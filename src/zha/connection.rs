//! WebSocket Connection and Handshake
//!
//! A [`Connection`] is one authenticated WebSocket session to the hub. Opening
//! it runs the handshake:
//!
//! ```text
//! Disconnected ──open──► AwaitingAuthRequest ──auth_required / send auth──► AwaitingAuthResult
//!                                                                              │
//!                                     Failed ◄──auth_invalid / other───────────┤
//!                                                                              ▼
//!                                           Closed ◄──close / drop────────── Ready
//! ```
//!
//! Only a `Ready` connection accepts application requests. Requests are
//! strictly sequential: [`Connection::send_message`] takes `&mut self`, sends one
//! envelope and awaits exactly one reply. Replies are correlated by their
//! `type`; when the hub echoes an `id`, it must match the request's ID as well.

use crate::config::HassConfig;
use crate::error::{Result, ZhaError};
use crate::zha::ids::{IdAllocator, RequestId};
use crate::zha::types::Envelope;
use futures_util::{SinkExt, StreamExt};
use secrecy::{ExposeSecret, SecretString};
use serde_json::{Map, Value};
use std::fmt;
use std::time::Duration;
use tokio::net::TcpStream;
use tokio_tungstenite::{connect_async, tungstenite::Message, MaybeTlsStream, WebSocketStream};
use tracing::{debug, info, warn};

type WsStream = WebSocketStream<MaybeTlsStream<TcpStream>>;

pub const AUTH_REQUIRED: &str = "auth_required";
pub const AUTH: &str = "auth";
pub const AUTH_OK: &str = "auth_ok";
pub const AUTH_INVALID: &str = "auth_invalid";

#[derive(Debug, Clone, Copy, PartialEq, Eq)]
pub enum ConnectionState {
    Disconnected,
    AwaitingAuthRequest,
    AwaitingAuthResult,
    Ready,
    Closed,
    Failed,
}

impl fmt::Display for ConnectionState {
    fn fmt(&self, f: &mut fmt::Formatter<'_>) -> fmt::Result {
        let name = match self {
            ConnectionState::Disconnected => "disconnected",
            ConnectionState::AwaitingAuthRequest => "awaiting auth request",
            ConnectionState::AwaitingAuthResult => "awaiting auth result",
            ConnectionState::Ready => "ready",
            ConnectionState::Closed => "closed",
            ConnectionState::Failed => "failed",
        };
        f.write_str(name)
    }
}

/// Build the hub WebSocket URL for `hostname:port`.
pub fn websocket_url(hostname: &str, port: u16, use_tls: bool) -> String {
    let protocol = if use_tls { "wss" } else { "ws" };
    format!("{}://{}:{}/api/websocket", protocol, hostname, port)
}

/// One authenticated WebSocket session to the hub.
pub struct Connection {
    stream: WsStream,
    state: ConnectionState,
    ids: IdAllocator,
    read_timeout: Duration,
}

impl Connection {
    /// Open the socket and complete the handshake.
    ///
    /// The socket is dropped (and thereby closed) on every failure path.
    pub async fn open(config: &HassConfig) -> Result<Self> {
        let url = config.websocket_url();
        debug!("Connecting to {}", url);

        let stream = connect_websocket(&url, config.use_tls, config.verify_ssl).await?;
        let mut connection = Self {
            stream,
            state: ConnectionState::AwaitingAuthRequest,
            ids: IdAllocator::new(),
            read_timeout: config.request_timeout(),
        };

        if let Err(e) = connection.authenticate(&config.token).await {
            connection.state = ConnectionState::Failed;
            warn!("Handshake with {} failed: {}", url, e);
            return Err(e);
        }

        info!("Authenticated to hub at {}", url);
        Ok(connection)
    }

    pub fn state(&self) -> ConnectionState {
        self.state
    }

    pub fn ids(&self) -> &IdAllocator {
        &self.ids
    }

    async fn authenticate(&mut self, token: &SecretString) -> Result<()> {
        let first = self.receive().await.map_err(handshake_error)?;
        let first_type = handshake_type(&first)?;
        if first_type != AUTH_REQUIRED {
            return Err(ZhaError::HandshakeFailed(format!(
                "expected `{}`, received `{}`",
                AUTH_REQUIRED, first_type
            )));
        }
        self.state = ConnectionState::AwaitingAuthResult;

        let auth = Envelope::new(AUTH).with_field("access_token", token.expose_secret().trim());
        debug!("Sending auth message");
        self.transmit(&auth).await?;

        let reply = self.receive().await.map_err(handshake_error)?;
        match handshake_type(&reply)? {
            AUTH_OK => {
                self.state = ConnectionState::Ready;
                let version = reply.get("ha_version").and_then(Value::as_str).unwrap_or("unknown");
                debug!("Hub version: {}", version);
                Ok(())
            }
            AUTH_INVALID => {
                let reason = reply
                    .get("message")
                    .and_then(Value::as_str)
                    .unwrap_or("access token rejected");
                Err(ZhaError::HandshakeFailed(format!("{}: {}", AUTH_INVALID, reason)))
            }
            other => Err(ZhaError::HandshakeFailed(format!(
                "expected `{}`, received `{}`",
                AUTH_OK, other
            ))),
        }
    }

    /// Send `request_type` and await one reply of `expected_response_type`.
    ///
    /// With `attach_id`, an ID is held from before the send until the reply
    /// has been read, on every exit path. Returns the raw reply.
    pub async fn send_message(
        &mut self,
        request_type: &str,
        expected_response_type: &str,
        attach_id: bool,
        fields: Map<String, Value>,
    ) -> Result<Value> {
        if self.state != ConnectionState::Ready {
            return Err(ZhaError::NotReady(self.state));
        }

        let request_id: Option<RequestId> = if attach_id {
            Some(self.ids.acquire()?)
        } else {
            None
        };

        let mut envelope = Envelope::new(request_type).with_fields(fields);
        if let Some(id) = &request_id {
            envelope = envelope.with_id(id.get());
        }

        self.transmit(&envelope).await?;
        let response = self.receive().await?;
        drop(request_id);

        let response_type = message_type(&response)?;
        if response_type != expected_response_type {
            return Err(ZhaError::UnexpectedResponse {
                expected: expected_response_type.to_string(),
                received: response_type.to_string(),
            });
        }

        if let (Some(sent), Some(echoed)) = (envelope.id, response.get("id")) {
            if echoed.as_u64() != Some(u64::from(sent)) {
                return Err(ZhaError::UnexpectedResponse {
                    expected: format!("{} for id {}", expected_response_type, sent),
                    received: format!("{} for id {}", response_type, echoed),
                });
            }
        }

        Ok(response)
    }

    async fn transmit(&mut self, envelope: &Envelope) -> Result<()> {
        let payload = serde_json::to_string(envelope)?;
        if envelope.message_type == AUTH {
            debug!("Sending message: {{\"type\":\"auth\",\"access_token\":\"<redacted>\"}}");
        } else {
            debug!("Sending message: {}", payload);
        }

        if let Err(e) = self.stream.send(Message::Text(payload.into())).await {
            self.state = ConnectionState::Failed;
            return Err(ZhaError::WebSocket(e));
        }
        Ok(())
    }

    /// Await the next text frame, within the read timeout.
    async fn receive(&mut self) -> Result<Value> {
        let next = tokio::time::timeout(self.read_timeout, next_text(&mut self.stream)).await;

        let text = match next {
            Ok(Ok(text)) => text,
            Ok(Err(e)) => {
                self.state = ConnectionState::Failed;
                return Err(e);
            }
            Err(_) => {
                // A late reply would be read as the answer to the next request.
                self.state = ConnectionState::Failed;
                return Err(ZhaError::Timeout(self.read_timeout));
            }
        };

        debug!("Got response: {}", text);
        Ok(serde_json::from_str(&text)?)
    }

    /// Close the socket gracefully. Dropping a connection also releases the
    /// socket, without the closing handshake.
    pub async fn close(&mut self) {
        if matches!(self.state, ConnectionState::Closed) {
            return;
        }
        if let Err(e) = self.stream.close(None).await {
            debug!("Error while closing WebSocket: {}", e);
        }
        self.state = ConnectionState::Closed;
        info!("WebSocket connection closed");
    }
}

impl Drop for Connection {
    fn drop(&mut self) {
        if self.state != ConnectionState::Closed {
            debug!("Connection dropped in state {}; socket released", self.state);
        }
    }
}

async fn connect_websocket(url: &str, use_tls: bool, verify_ssl: bool) -> Result<WsStream> {
    let (ws_stream, _) = if use_tls && !verify_ssl {
        // Custom TLS connector for self-signed certs
        let connector = native_tls::TlsConnector::builder()
            .danger_accept_invalid_certs(true)
            .danger_accept_invalid_hostnames(true)
            .build()
            .map_err(|e| ZhaError::Config(format!("TLS setup failed: {}", e)))?;

        let connector = tokio_tungstenite::Connector::NativeTls(connector);
        tokio_tungstenite::connect_async_tls_with_config(url, None, false, Some(connector))
            .await
            .map_err(ZhaError::ConnectionFailed)?
    } else {
        connect_async(url).await.map_err(ZhaError::ConnectionFailed)?
    };

    Ok(ws_stream)
}

async fn next_text(stream: &mut WsStream) -> Result<String> {
    loop {
        match stream.next().await {
            Some(Ok(Message::Text(text))) => return Ok(text.as_str().to_owned()),
            Some(Ok(Message::Close(frame))) => {
                debug!("Hub closed the connection: {:?}", frame);
                return Err(ZhaError::ConnectionClosed);
            }
            Some(Ok(Message::Binary(_))) => {
                return Err(ZhaError::UnexpectedResponse {
                    expected: "text frame".to_string(),
                    received: "binary frame".to_string(),
                })
            }
            Some(Ok(other)) => debug!("Skipping control frame: {:?}", other),
            Some(Err(e)) => return Err(ZhaError::WebSocket(e)),
            None => return Err(ZhaError::ConnectionClosed),
        }
    }
}

/// Frames that are not JSON are a protocol violation during the handshake.
fn handshake_error(error: ZhaError) -> ZhaError {
    match error {
        ZhaError::Json(e) => ZhaError::HandshakeFailed(format!("invalid handshake message: {}", e)),
        other => other,
    }
}

fn handshake_type(message: &Value) -> Result<&str> {
    message.get("type").and_then(Value::as_str).ok_or_else(|| {
        ZhaError::HandshakeFailed(format!("message without a `type` field: {}", message))
    })
}

/// The `type` field of an inbound message.
pub fn message_type(message: &Value) -> Result<&str> {
    message
        .get("type")
        .and_then(Value::as_str)
        .ok_or_else(|| ZhaError::UnexpectedResponse {
            expected: "message with a `type` field".to_string(),
            received: message.to_string(),
        })
}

########################################

Check each line of the listing above. Copy it if it holds the string "warn".

use tracing::{debug, info, warn};
            warn!("Handshake with {} failed: {}", url, e);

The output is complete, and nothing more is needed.